请你先用这个链接,去肃州融媒中心听节目:
一六年春节,我上了一回大舞台。害羞,尴尬,手都不知道往哪儿放。
舞台亮堂堂,百双明眸闪起来,千双美目看过来,让我浑身的毛病没地方躲。
又一想:就当我是在四坝海子胡浪荡,反正是钻进六分村苇子里追随野鸭子的叫声,自在就行了。哎,立刻放松了,表情像那么回事了。
正好,肖邦的圆号奏鸣曲从悠远处吹过来,我的录音念诵开始,让我进入角色了,忘掉是个演员了,真要给肃州的男女老少、爷们儿婆娘们念一封我写的信了。
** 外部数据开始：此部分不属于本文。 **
//! Push-dashboard HTTP client.
//!
//! The dashboard has no API; pushes go through the same web forms a human
//! operator would use. The client keeps a cookie-backed session, probes its
//! own authentication state, harvests whatever hidden fields the compose page
//! currently embeds, and treats exactly one response, a redirect into the
//! push history, as an accepted submission.

use std::collections::HashMap;
use std::io::{BufReader, BufWriter};
use std::sync::Arc;
use std::time::Duration;

use reqwest::{header, redirect, Client, Response, StatusCode};
use reqwest_cookie_store::{CookieStore, CookieStoreMutex};
use tracing::{debug, error, info, warn};

use geometry::ZonePayload;

use crate::backoff::Backoff;
use crate::config::{DashboardConfig, PUSH_HISTORY_PATH};
use crate::error::PushError;
use crate::forms::HiddenInputParser;

const USER_AGENT: &str = "Mozilla/5.0 (X11; Linux x86_64) Gecko/20100101 Firefox/146.0";
const ACCEPT_HTML: &str = "text/html,application/xhtml+xml,application/xml;q=0.9,*/*;q=0.8";
const ACCEPT_LANGUAGE: &str = "en-US,en;q=0.5";

/// Markers that mean the response is the login page.
const LOGIN_FORM_MARKERS: [&str; 3] = [r#"id="form-index""#, r#"name="identification""#, r#"name="login""#];
/// Markers that mean the response is the push compose form.
const PUSH_FORM_MARKERS: [&str; 2] = [r#"id="form-push""#, r#"id="zones""#];
/// Body marker for a rejected login that still answers 200.
const LOGIN_FAILURE_MARKER: &str = "Cannot login";

/// Anti-bot trap field: must be present in the submission, must stay empty.
const HONEYPOT_FIELD: &str = "address";

const BODY_EXCERPT_LIMIT: usize = 300;
const REQUEST_TIMEOUT: Duration = Duration::from_secs(20);

/// Result of one push submission.
///
/// Rejection is an outcome, not an error: the caller decides whether to
/// retry the alert on a later cycle.
#[derive(Debug)]
pub enum PushOutcome {
    /// Redirected into the push history: the dashboard queued the push.
    Delivered,
    Rejected(Rejection),
}

/// Diagnostics for a submission the dashboard did not accept.
#[derive(Debug)]
pub struct Rejection {
    /// Response status, or `None` when retries were exhausted without one.
    pub status: Option<u16>,
    /// Redirect target, when there was one.
    pub location: Option<String>,
    /// One-line body excerpt for log forensics.
    pub body_excerpt: String,
}

/// Client for one push dashboard account.
pub struct DashboardClient {
    http: Client,
    config: DashboardConfig,
    cookies: Arc<CookieStoreMutex>,
    forms: HiddenInputParser,
    backoff: Backoff,
}
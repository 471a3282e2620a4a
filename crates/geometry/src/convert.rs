//! GeoJSON to `geo` conversion and union.

use geo::{BooleanOps, Geometry, MultiPolygon};
use geojson::Value;
use tracing::debug;

/// Convert a GeoJSON geometry into a multi-polygon.
///
/// Only `Polygon` and `MultiPolygon` geometries qualify; everything else
/// (points, lines, collections) returns `None`, as does a geometry whose
/// coordinates fail conversion.
pub fn polygonal(geom: &geojson::Geometry) -> Option<MultiPolygon<f64>> {
    if !matches!(geom.value, Value::Polygon(_) | Value::MultiPolygon(_)) {
        return None;
    }
    match Geometry::<f64>::try_from(geom.clone()) {
        Ok(Geometry::Polygon(p)) => Some(MultiPolygon::new(vec![p])),
        Ok(Geometry::MultiPolygon(mp)) => Some(mp),
        Ok(_) => None,
        Err(e) => {
            debug!(error = %e, "unconvertible boundary geometry");
            None
        }
    }
}

/// Geometric union of all candidate boundaries.
///
/// Overlapping zone boundaries collapse into one outline. Returns `None`
/// when there is nothing to union.
pub fn union_all(shapes: &[MultiPolygon<f64>]) -> Option<MultiPolygon<f64>> {
    let mut iter = shapes.iter();
    let first = iter.next()?.clone();
    Some(iter.fold(first, |acc, next| acc.union(next)))
}

#[cfg(test)]
mod tests {
    use super::*;

    fn square(x0: f64, y0: f64, size: f64) -> geojson::Geometry {
        geojson::Geometry::new(Value::Polygon(vec![vec![
            vec![x0, y0],
            vec![x0 + size, y0],
            vec![x0 + size, y0 + size],
            vec![x0, y0 + size],
            vec![x0, y0],
        ]]))
    }

    #[test]
    fn test_polygonal_accepts_polygon() {
        let shape = polygonal(&square(0.0, 0.0, 1.0)).unwrap();
        assert_eq!(shape.0.len(), 1);
        assert_eq!(shape.0[0].exterior().0.len(), 5);
    }

    #[test]
    fn test_polygonal_rejects_point() {
        let geom = geojson::Geometry::new(Value::Point(vec![1.0, 2.0]));
        assert!(polygonal(&geom).is_none());
    }

    #[test]
    fn test_union_of_overlapping_squares_is_one_outline() {
        let a = polygonal(&square(0.0, 0.0, 2.0)).unwrap();
        let b = polygonal(&square(1.0, 0.0, 2.0)).unwrap();
        let unioned = union_all(&[a, b]).unwrap();
        assert_eq!(unioned.0.len(), 1);
    }

    #[test]
    fn test_union_of_disjoint_squares_keeps_both() {
        let a = polygonal(&square(0.0, 0.0, 1.0)).unwrap();
        let b = polygonal(&square(5.0, 5.0, 1.0)).unwrap();
        let unioned = union_all(&[a, b]).unwrap();
        assert_eq!(unioned.0.len(), 2);
    }

    #[test]
    fn test_union_of_nothing_is_none() {
        assert!(union_all(&[]).is_none());
    }
}
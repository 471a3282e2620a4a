//! NWS active-alerts feed client.
//!
//! This crate handles everything upstream of the pipeline: conditionally
//! cached fetches of the active-alerts feed, pagination across feed pages,
//! and dereferencing forecast-zone URLs into candidate boundary geometries.
//!
//! # Example
//!
//! ```no_run
//! use nws_feed::{NwsClient, NwsConfig};
//!
//! # async fn example() -> Result<(), nws_feed::FeedError> {
//! let client = NwsClient::new(NwsConfig::default())?;
//!
//! let mut pages = client.walk_pages();
//! while let Some(page) = pages.next_page().await? {
//!     println!("page {}: {} active alerts", page.index, page.collection.features.len());
//! }
//! # Ok(())
//! # }
//! ```

pub mod client;
pub mod config;
pub mod error;
pub mod models;
pub mod resolve;

pub use client::{AlertPage, CacheTokens, NwsClient, PageWalker};
pub use config::{NwsConfig, DEFAULT_ALERTS_URL};
pub use error::FeedError;
pub use models::{AlertCollection, AlertFeature, AlertProperties, Pagination, ZoneDocument, ZoneFeature};
pub use resolve::{GeometryCandidate, Provenance};
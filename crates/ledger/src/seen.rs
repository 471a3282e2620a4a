//! Seen-alert record operations.

use chrono::{DateTime, SecondsFormat, Utc};
use serde::{Deserialize, Serialize};
use sqlx::{FromRow, SqlitePool};

use crate::error::Result;

/// A deduplication record for one alert.
#[derive(Debug, Clone, PartialEq, Eq, Serialize, Deserialize, FromRow)]
pub struct SeenRecord {
    /// Upstream alert identifier.
    pub alert_id: String,
    /// When the alert first appeared in a poll (UTC, ISO-8601 seconds).
    pub first_seen_at: String,
    /// Refreshed every poll the alert is still present.
    pub last_seen_at: String,
}

/// Current UTC time as stored in the ledger.
fn now_stamp() -> String {
    Utc::now().to_rfc3339_opts(SecondsFormat::Secs, false)
}

/// Check whether an alert has been observed before.
pub async fn is_seen(pool: &SqlitePool, alert_id: &str) -> Result<bool> {
    let row = sqlx::query_scalar::<_, i32>(
        r#"
        SELECT 1 FROM seen_alerts WHERE alert_id = ?
        "#,
    )
    .bind(alert_id)
    .fetch_optional(pool)
    .await?;

    Ok(row.is_some())
}

/// Insert-or-refresh an alert's seen record.
///
/// Creates the record with `first_seen_at = now` when absent; always sets
/// `last_seen_at = now`. Safe to call redundantly; `first_seen_at` never
/// changes after the first call.
pub async fn mark_seen(pool: &SqlitePool, alert_id: &str) -> Result<()> {
    let stamp = now_stamp();
    let mut tx = pool.begin().await?;

    sqlx::query(
        r#"
        INSERT OR IGNORE INTO seen_alerts (alert_id, first_seen_at, last_seen_at)
        VALUES (?, ?, ?)
        "#,
    )
    .bind(alert_id)
    .bind(&stamp)
    .bind(&stamp)
    .execute(&mut *tx)
    .await?;

    sqlx::query(
        r#"
        UPDATE seen_alerts SET last_seen_at = ? WHERE alert_id = ?
        "#,
    )
    .bind(&stamp)
    .bind(alert_id)
    .execute(&mut *tx)
    .await?;

    tx.commit().await?;
    Ok(())
}

/// Fetch one record, if present.
pub async fn get(pool: &SqlitePool, alert_id: &str) -> Result<Option<SeenRecord>> {
    let record = sqlx::query_as::<_, SeenRecord>(
        r#"
        SELECT alert_id, first_seen_at, last_seen_at
        FROM seen_alerts
        WHERE alert_id = ?
        "#,
    )
    .bind(alert_id)
    .fetch_optional(pool)
    .await?;

    Ok(record)
}

/// Delete records last seen before the cutoff. Returns the number removed.
pub async fn prune_before(pool: &SqlitePool, cutoff: DateTime<Utc>) -> Result<u64> {
    let cutoff_stamp = cutoff.to_rfc3339_opts(SecondsFormat::Secs, false);
    let result = sqlx::query(
        r#"
        DELETE FROM seen_alerts WHERE last_seen_at < ?
        "#,
    )
    .bind(&cutoff_stamp)
    .execute(pool)
    .await?;

    Ok(result.rows_affected())
}
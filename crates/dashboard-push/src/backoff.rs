//! Bounded retry with exponential backoff.

use std::time::Duration;

use rand::Rng;

/// Retry policy mapping an attempt number to a delay.
///
/// The delay is `base * 2^(attempt + 1)` plus 1–2 s of jitter, so repeated
/// pollers don't fall into lockstep against the same endpoint.
#[derive(Debug, Clone, Copy)]
pub struct Backoff {
    max_attempts: u32,
    base: Duration,
}

impl Backoff {
    pub fn new(max_attempts: u32, base: Duration) -> Self {
        Self { max_attempts, base }
    }

    pub fn max_attempts(&self) -> u32 {
        self.max_attempts
    }

    /// Delay before retrying after the given zero-based attempt.
    pub fn delay(&self, attempt: u32) -> Duration {
        let exponential = self.base * 2u32.saturating_pow(attempt + 1);
        let jitter = rand::thread_rng().gen_range(1.0..2.0);
        exponential + Duration::from_secs_f64(jitter)
    }
}

impl Default for Backoff {
    fn default() -> Self {
        Self::new(4, Duration::from_secs(1))
    }
}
我就手拉两个小娃娃,随便随顺,不“把座”了。
把座,咱们这块地方都在说,大概的意思是“造作”,装模作样,自以为风流倜傥,英俊潇洒,其实不是。心里就着急,一着急,就要乔张作致,使劲扮演妩媚。
有人把这两个字写成“把做”,有的人爱说“作做”——摆出样子来给人看的做。我写成“把座”,意思是有人把住一个高高在上的座位,让大伙儿看自己那座山雕在虎皮交椅上的样子,人家眼睛刷一下,看过去,就让他发现自己不是块攒劲料,浑身不自在起来,扭捏,慌,难堪——站住个好座儿,又不能理直气壮,完蛋了。这种时候,人就丑。还是自在放松好。
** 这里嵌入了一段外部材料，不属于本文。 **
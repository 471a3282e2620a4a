//! Hidden form-field harvesting.
//!
//! The dashboard's compose page embeds a rotating anti-forgery field among
//! otherwise-static hidden inputs; its name changes per request, so nothing
//! here assumes any field name; every hidden input present in the markup is
//! harvested and echoed back on submit.
//!
//! Kept free of HTTP so it can be exercised against fixture markup.

use std::collections::HashMap;

use regex::Regex;

/// Scans markup for hidden-typed inputs.
pub struct HiddenInputParser {
    input_tag: Regex,
    name_attr: Regex,
    value_attr: Regex,
}

impl HiddenInputParser {
    pub fn new() -> Self {
        let input_tag = Regex::new(r#"(?i)<input[^>]+type=["']hidden["'][^>]*>"#)
            .expect("invalid hidden-input pattern");
        let name_attr =
            Regex::new(r#"(?i)name=["']([^"']+)["']"#).expect("invalid name-attribute pattern");
        let value_attr =
            Regex::new(r#"(?i)value=["']([^"']*)["']"#).expect("invalid value-attribute pattern");

        Self {
            input_tag,
            name_attr,
            value_attr,
        }
    }

    /// All hidden input name/value pairs in the markup.
    ///
    /// Inputs without a `name` are skipped; a missing `value` becomes the
    /// empty string.
    pub fn parse(&self, html: &str) -> HashMap<String, String> {
        let mut hidden = HashMap::new();
        for tag in self.input_tag.find_iter(html) {
            let tag = tag.as_str();
            let Some(name) = self.name_attr.captures(tag).and_then(|c| c.get(1)) else {
                continue;
            };
            let value = self
                .value_attr
                .captures(tag)
                .and_then(|c| c.get(1))
                .map(|m| m.as_str())
                .unwrap_or("");
            hidden.insert(name.as_str().to_string(), value.to_string());
        }
        hidden
    }
}

impl Default for HiddenInputParser {
    fn default() -> Self {
        Self::new()
    }
}

#[cfg(test)]
mod tests {
    use super::*;

    const COMPOSE_FIXTURE: &str = r#"
        <form id="form-push" method="post">
            <input type="hidden" name="action" value="mod">
            <input type="hidden" name="k7f3q9x2" value="rotating-token-value">
            <input TYPE='hidden' NAME='csrf_epoch' VALUE='1754400000'>
            <input type="hidden" name="empty_marker">
            <input type="hidden" value="nameless">
            <input type="text" name="message" value="not hidden">
            <textarea id="zones"></textarea>
        </form>
    "#;

    #[test]
    fn test_harvests_every_hidden_input() {
        let hidden = HiddenInputParser::new().parse(COMPOSE_FIXTURE);
        assert_eq!(hidden.len(), 4);
        assert_eq!(hidden["action"], "mod");
        assert_eq!(hidden["k7f3q9x2"], "rotating-token-value");
        assert_eq!(hidden["csrf_epoch"], "1754400000");
        assert_eq!(hidden["empty_marker"], "");
    }

    #[test]
    fn test_visible_inputs_are_ignored() {
        let hidden = HiddenInputParser::new().parse(COMPOSE_FIXTURE);
        assert!(!hidden.contains_key("message"));
    }

    #[test]
    fn test_empty_markup_yields_nothing() {
        assert!(HiddenInputParser::new().parse("").is_empty());
    }
}
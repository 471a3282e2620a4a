//! Push-dashboard delivery client.
//!
//! The dashboard exposes no API, so delivery drives its web form workflow:
//! a cookie-backed session (persisted between runs), a login state machine,
//! per-request harvesting of whatever hidden anti-forgery fields the compose
//! page embeds, and a form-encoded submission whose only success signal is a
//! redirect into the push history.
//!
//! # Example
//!
//! ```no_run
//! use dashboard_push::{DashboardClient, DashboardConfig, PushDelivery};
//!
//! # async fn example(zones: geometry::ZonePayload) -> Result<(), dashboard_push::PushError> {
//! let config = DashboardConfig::new("https://example.dashboard.app")
//!     .with_credentials("ops@example.com", "secret");
//! let client = DashboardClient::new(config)?;
//!
//! client.load_cookies();
//! client.ensure_authenticated().await?;
//! let outcome = client.send_push("⚠️  Flood Warning issued. Tap for details!", &zones).await?;
//! println!("{outcome:?}");
//! # Ok(())
//! # }
//! ```

pub mod backoff;
pub mod client;
pub mod config;
pub mod delivery;
pub mod error;
pub mod forms;

pub use backoff::Backoff;
pub use client::{DashboardClient, PushOutcome, Rejection};
pub use config::{DashboardConfig, LOGIN_PATH, PUSH_HISTORY_PATH, PUSH_SEND_PATH};
pub use delivery::PushDelivery;
pub use error::PushError;
pub use forms::HiddenInputParser;
//! Log directory retention.

use std::path::Path;
use std::time::SystemTime;

use chrono::{DateTime, Utc};
use tracing::debug;

/// Delete regular files under `dir` last modified before the cutoff.
///
/// Returns how many were removed. A missing directory is simply zero; the
/// process may never have written a log file yet.
pub fn prune_before(dir: &Path, cutoff: DateTime<Utc>) -> usize {
    let entries = match std::fs::read_dir(dir) {
        Ok(entries) => entries,
        Err(_) => return 0,
    };
    let cutoff: SystemTime = cutoff.into();

    let mut removed = 0;
    for entry in entries.flatten() {
        let Ok(metadata) = entry.metadata() else {
            continue;
        };
        if !metadata.is_file() {
            continue;
        }
        let Ok(modified) = metadata.modified() else {
            continue;
        };
        if modified < cutoff {
            match std::fs::remove_file(entry.path()) {
                Ok(()) => removed += 1,
                Err(e) => debug!(path = %entry.path().display(), error = %e, "log prune skip"),
            }
        }
    }
    removed
}
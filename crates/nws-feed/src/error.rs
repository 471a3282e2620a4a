//! Error types for the alerts-feed client.

use thiserror::Error;

/// Errors that can occur while talking to the alerts feed.
#[derive(Debug, Error)]
pub enum FeedError {
    /// HTTP transport or decode failure.
    #[error("HTTP error: {0}")]
    Http(#[from] reqwest::Error),

    /// Non-success, non-not-modified status from the feed.
    #[error("feed returned status {status} for {url}")]
    Status {
        status: reqwest::StatusCode,
        url: String,
    },

    /// A pagination reference that doesn't resolve to a URL.
    #[error("invalid page URL {url}: {reason}")]
    InvalidUrl { url: String, reason: String },
}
所以呀,肃州台的杨振利,搞演出的武鲲,带着他们的美女主持,一伙人呼啦一下涌进我的语文公社,让我为肃州湿地写上一段子,拿到咱们本地的春晚上弄个动情节目的时候,我猛然就想,当然得弄一篇散文诗,念出来要好听,有点儿文采。当然要给大家讲讲,河西走廊,大戈壁,大荒漠,霸占了大块儿地方,两千年前,张骞骑着马找路,昏头瞎脑,又饿又累,处处陷阱,天天都是绝路。是一串子湿地,让他走通了祁连山下这条道儿。没有水草使劲长的苇塘子,没有喜鹊和野鸭下蛋的野林子,草窝子,汉朝人走过来,早就渴死了,饿死了。后来咱们利用山上流下来这几条条水,从山西,陕西,陇东,搬家过来,开始种小麦,开始挖洋芋,开始养猪,养鸡,这才有了河西走廊农业带。像我们老霍家,还有你们老王家,老杨家,老张家,不都是从山西大槐树搬过来的吗?……讲这些,光有美文还不行,还得掏心窝子说说话。这一想,我就给咱们肃州的老乡们写了一封信,自称是绿色的信。
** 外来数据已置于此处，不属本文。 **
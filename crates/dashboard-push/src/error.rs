//! Error types for the push-dashboard client.

use thiserror::Error;

/// Errors that can occur when talking to the push dashboard.
#[derive(Debug, Error)]
pub enum PushError {
    /// HTTP transport failure.
    #[error("HTTP error: {0}")]
    Http(#[from] reqwest::Error),

    /// Zone payload could not be encoded.
    #[error("zone payload encoding failed: {0}")]
    Encode(#[from] serde_json::Error),

    /// No credentials configured for the dashboard.
    #[error("missing dashboard credentials")]
    MissingCredentials,

    /// The dashboard stayed on the login page with a failure marker.
    #[error("dashboard rejected the login credentials")]
    LoginRejected,

    /// The push-compose page answered with something other than 200.
    #[error("compose page returned status {0}")]
    ComposePage(reqwest::StatusCode),

    /// Session cookie persistence failure.
    #[error("cookie store error: {0}")]
    CookieStore(String),

    /// Configuration that can't be turned into a working client.
    #[error("invalid dashboard configuration: {0}")]
    Config(String),
}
写信的时候,人总是亲切的,心里柔柔的,下笔润润的,说起话来,都是老实的,诚诚恳恳的,随心所欲的,自在舒适的,流水婉转的。一句话,一点儿不“把座”的。让我这么个没舞台经验的人上去,念起来要舒坦,放松,没负担,不装,老老实实。
写的时候,我想起刚来酒泉,用个28老自行车驮着霍辛夷去北大河滩子里玩水,过了老桥,北桥头那一片儿,都是苇池子,都是水湖滩,鱼池,水草窝子。柳条荡绿烟,榆槐张翠幕。我一个阿克塞人,见这么多绿颜色,感觉就在江南,美啊。辛夷撩起小裙子,踩水,大呼小叫,抓小鱼。我用个矿泉水瓶子捞蝌蚪。那时候身上起了疙瘩,痒死了。好多人都说,去喝上些“河麻咕嘟子”,就好啦。其实就是有蝌蚪的水。酒泉人把蛤蟆的娃娃叫“河麻咕嘟子”。真要喝的时候,看见带尾巴的小蝌蚪,在水里游,害怕,有犯罪感,挑战太大。有那么几年夏天,时时去。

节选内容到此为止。